Introduction
We all know that feeling when you have to learn something completely new. The issue overwhelms you and the problem seems like rocket science. You have no idea where to start or who to ask for help. You have to do something but you don’t know what so you spend your time on Facebook or start cleaning your house. I bet that university students know best what I’m talking about.

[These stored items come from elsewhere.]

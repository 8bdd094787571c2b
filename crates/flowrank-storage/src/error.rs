//! Storage error types for flowrank-storage.

use std::path::PathBuf;

use flowrank_core::CoreError;
use thiserror::Error;

/// Errors produced by storage operations.
#[derive(Debug, Error)]
pub enum StorageError {
    /// Reading or writing a file failed.
    #[error("I/O error on '{}': {source}", path.display())]
    Io {
        path: PathBuf,
        #[source]
        source: std::io::Error,
    },

    /// The stored data is not valid JSON, or could not be encoded.
    #[error("serialization error: {0}")]
    Serialization(#[from] serde_json::Error),

    /// The JSON is neither a record array nor an object with a `nodes` array.
    #[error("unsupported record set layout: {reason}")]
    Layout { reason: String },

    /// The records failed shape validation.
    #[error(transparent)]
    Core(#[from] CoreError),
}

impl StorageError {
    pub(crate) fn io(path: impl Into<PathBuf>, source: std::io::Error) -> Self {
        StorageError::Io {
            path: path.into(),
            source,
        }
    }
}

Learning data science from the basics is pretty similar. I can tell you, because I was in this situation before. I dived into data science a few years ago, having no idea what exactly it is for and how to learn it. What I knew was that data science is about solving problems and it was going to be ‘the sexiest job of the 21st century’. I was young and naive so I went for it. Afterwards I must admit that I don’t regret it. Anyway this text is not about why you should become a data scientist but how to become one. If you were told similar things and you wonder how the hell to start doing this ‘sexy data science stuff’ and how to find your first job, I’ll try to help you a bit.
What do you really need to learn before your first job interview?
I assume that you already know what data science is and you understand the basics. The next step would probably be finding a data science job. The question is, are you good enough to get one? In my opinion, the best way to find it out is to head out for some interviews. My application was rejected many times but this only made me stronger. Naturally, not everyone has so much time or patience to go for dozens of meetings. So here it is: What do you have to learn to get your first data science job? It’s obvious that each company needs a different skill set. But after many job interviews, I’m able to point out some must-to-know areas for every data scientist. Let’s get to the point.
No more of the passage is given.